TASK ITEM –
Only the lines below between the ones containing "#[derive(Debug, Clone, PartialEq, Eq)]" and "pub enum Commands", inclusive, are to be reproduced, each exactly as it stands.

********************

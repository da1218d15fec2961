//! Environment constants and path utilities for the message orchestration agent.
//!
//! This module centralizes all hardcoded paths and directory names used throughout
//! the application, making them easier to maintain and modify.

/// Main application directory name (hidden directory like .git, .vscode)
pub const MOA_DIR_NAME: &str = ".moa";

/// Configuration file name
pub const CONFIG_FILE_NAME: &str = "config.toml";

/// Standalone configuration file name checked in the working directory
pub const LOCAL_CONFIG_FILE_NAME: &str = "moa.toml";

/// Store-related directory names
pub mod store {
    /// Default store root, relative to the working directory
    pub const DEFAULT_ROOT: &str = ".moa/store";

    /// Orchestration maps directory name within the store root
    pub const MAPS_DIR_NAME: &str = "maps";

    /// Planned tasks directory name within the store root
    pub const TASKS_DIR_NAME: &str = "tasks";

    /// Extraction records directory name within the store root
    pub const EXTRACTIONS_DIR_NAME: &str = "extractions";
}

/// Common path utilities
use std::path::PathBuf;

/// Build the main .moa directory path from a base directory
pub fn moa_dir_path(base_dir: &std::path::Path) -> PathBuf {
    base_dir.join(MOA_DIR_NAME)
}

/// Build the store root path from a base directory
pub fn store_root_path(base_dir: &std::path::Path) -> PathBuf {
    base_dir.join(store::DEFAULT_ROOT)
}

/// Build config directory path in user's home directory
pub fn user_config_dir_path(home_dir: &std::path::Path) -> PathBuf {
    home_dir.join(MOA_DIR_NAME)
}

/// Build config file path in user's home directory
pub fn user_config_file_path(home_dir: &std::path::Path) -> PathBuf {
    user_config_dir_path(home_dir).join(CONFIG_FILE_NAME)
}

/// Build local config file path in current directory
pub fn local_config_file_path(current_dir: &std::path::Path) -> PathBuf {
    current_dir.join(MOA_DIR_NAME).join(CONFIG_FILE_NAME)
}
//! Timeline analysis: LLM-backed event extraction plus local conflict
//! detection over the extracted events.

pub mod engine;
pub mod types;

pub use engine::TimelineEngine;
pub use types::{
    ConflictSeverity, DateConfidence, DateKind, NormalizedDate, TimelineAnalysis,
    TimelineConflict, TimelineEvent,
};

********************

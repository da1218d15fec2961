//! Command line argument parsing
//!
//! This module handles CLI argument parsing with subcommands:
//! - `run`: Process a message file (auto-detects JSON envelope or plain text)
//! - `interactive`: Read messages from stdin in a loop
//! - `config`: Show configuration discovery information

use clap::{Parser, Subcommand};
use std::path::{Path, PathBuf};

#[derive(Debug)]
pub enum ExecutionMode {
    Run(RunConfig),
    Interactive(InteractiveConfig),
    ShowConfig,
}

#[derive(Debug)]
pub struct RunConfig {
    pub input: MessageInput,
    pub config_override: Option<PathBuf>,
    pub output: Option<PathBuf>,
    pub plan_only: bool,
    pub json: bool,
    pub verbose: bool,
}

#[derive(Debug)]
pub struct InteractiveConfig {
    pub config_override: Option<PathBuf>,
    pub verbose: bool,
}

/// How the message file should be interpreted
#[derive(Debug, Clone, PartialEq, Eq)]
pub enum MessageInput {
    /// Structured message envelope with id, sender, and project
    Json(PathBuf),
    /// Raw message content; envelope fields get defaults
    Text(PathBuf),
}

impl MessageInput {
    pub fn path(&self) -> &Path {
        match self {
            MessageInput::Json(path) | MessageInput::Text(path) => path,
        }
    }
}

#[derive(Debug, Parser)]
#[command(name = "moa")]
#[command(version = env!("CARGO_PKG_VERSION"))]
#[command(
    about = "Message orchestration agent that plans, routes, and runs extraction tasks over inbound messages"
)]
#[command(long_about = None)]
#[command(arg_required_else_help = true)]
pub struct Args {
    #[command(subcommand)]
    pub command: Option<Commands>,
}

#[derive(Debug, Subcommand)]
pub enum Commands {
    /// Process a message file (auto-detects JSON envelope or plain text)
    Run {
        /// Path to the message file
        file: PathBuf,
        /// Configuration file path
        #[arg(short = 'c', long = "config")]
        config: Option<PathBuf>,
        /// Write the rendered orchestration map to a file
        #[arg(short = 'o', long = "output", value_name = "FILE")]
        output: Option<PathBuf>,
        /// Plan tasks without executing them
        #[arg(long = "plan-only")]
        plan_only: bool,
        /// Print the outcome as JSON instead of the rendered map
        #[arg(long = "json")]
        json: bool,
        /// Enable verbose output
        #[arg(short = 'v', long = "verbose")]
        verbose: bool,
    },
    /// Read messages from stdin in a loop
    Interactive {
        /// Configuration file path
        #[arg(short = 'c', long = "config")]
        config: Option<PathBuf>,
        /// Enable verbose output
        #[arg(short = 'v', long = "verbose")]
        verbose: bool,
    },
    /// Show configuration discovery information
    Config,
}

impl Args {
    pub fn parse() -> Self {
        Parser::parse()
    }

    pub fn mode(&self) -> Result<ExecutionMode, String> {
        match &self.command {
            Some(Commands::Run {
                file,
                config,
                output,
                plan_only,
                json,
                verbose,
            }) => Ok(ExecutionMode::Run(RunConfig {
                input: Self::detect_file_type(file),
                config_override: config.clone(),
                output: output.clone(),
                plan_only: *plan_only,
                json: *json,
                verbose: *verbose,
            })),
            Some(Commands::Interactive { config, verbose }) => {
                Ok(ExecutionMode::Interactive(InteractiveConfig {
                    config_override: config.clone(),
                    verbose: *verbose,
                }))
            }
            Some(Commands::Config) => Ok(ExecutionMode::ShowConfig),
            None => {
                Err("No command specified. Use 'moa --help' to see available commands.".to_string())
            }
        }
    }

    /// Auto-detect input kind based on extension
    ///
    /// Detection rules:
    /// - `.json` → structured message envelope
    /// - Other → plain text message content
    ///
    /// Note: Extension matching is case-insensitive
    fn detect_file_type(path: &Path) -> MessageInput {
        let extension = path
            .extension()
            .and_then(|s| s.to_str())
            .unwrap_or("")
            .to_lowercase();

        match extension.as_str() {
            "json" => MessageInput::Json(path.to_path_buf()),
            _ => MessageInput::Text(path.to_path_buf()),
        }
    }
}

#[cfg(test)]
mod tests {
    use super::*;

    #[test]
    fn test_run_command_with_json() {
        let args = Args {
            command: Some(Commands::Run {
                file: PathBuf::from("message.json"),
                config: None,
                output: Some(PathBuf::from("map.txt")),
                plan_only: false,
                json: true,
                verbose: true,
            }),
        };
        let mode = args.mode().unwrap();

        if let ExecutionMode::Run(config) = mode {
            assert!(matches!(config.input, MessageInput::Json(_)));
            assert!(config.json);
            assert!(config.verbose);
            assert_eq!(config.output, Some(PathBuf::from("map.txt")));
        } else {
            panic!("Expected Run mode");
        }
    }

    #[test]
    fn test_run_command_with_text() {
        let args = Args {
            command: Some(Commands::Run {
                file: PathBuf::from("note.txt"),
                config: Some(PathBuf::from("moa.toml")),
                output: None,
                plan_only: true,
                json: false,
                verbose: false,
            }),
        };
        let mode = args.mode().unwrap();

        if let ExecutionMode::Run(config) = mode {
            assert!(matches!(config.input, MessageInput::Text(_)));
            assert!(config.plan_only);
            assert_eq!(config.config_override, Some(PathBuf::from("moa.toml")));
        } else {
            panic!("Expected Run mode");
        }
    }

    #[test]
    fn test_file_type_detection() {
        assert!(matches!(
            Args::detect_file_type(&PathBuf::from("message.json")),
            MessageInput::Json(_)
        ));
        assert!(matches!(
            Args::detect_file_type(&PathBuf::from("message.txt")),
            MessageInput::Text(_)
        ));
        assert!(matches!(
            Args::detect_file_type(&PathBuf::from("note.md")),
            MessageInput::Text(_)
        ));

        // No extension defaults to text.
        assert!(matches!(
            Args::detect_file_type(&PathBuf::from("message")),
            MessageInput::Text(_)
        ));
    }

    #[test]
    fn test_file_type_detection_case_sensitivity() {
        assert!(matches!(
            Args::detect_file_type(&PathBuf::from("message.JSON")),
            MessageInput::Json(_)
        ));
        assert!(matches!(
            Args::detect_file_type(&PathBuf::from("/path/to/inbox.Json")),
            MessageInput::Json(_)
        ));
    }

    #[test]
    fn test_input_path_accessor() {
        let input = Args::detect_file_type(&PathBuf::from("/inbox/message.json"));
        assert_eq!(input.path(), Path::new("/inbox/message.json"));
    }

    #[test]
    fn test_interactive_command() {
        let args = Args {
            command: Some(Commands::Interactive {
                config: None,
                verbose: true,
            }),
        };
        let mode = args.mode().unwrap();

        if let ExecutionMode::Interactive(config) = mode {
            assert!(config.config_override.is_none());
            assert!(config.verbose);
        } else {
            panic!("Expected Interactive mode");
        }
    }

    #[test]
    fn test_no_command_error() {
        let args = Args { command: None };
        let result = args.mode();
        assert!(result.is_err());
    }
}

********************

RESPONSE AREA –
#[derive(Debug, Clone, PartialEq, Eq)]
pub enum MessageInput {
    /// Structured message envelope with id, sender, and project
    Json(PathBuf),
    /// Raw message content; envelope fields get defaults
    Text(PathBuf),
}

impl MessageInput {
    pub fn path(&self) -> &Path {
        match self {
            MessageInput::Json(path) | MessageInput::Text(path) => path,
        }
    }
}

#[derive(Debug, Parser)]
#[command(name = "moa")]
#[command(version = env!("CARGO_PKG_VERSION"))]
#[command(
    about = "Message orchestration agent that plans, routes, and runs extraction tasks over inbound messages"
)]
#[command(long_about = None)]
#[command(arg_required_else_help = true)]
pub struct Args {
    #[command(subcommand)]
    pub command: Option<Commands>,
}

#[derive(Debug, Subcommand)]
pub enum Commands {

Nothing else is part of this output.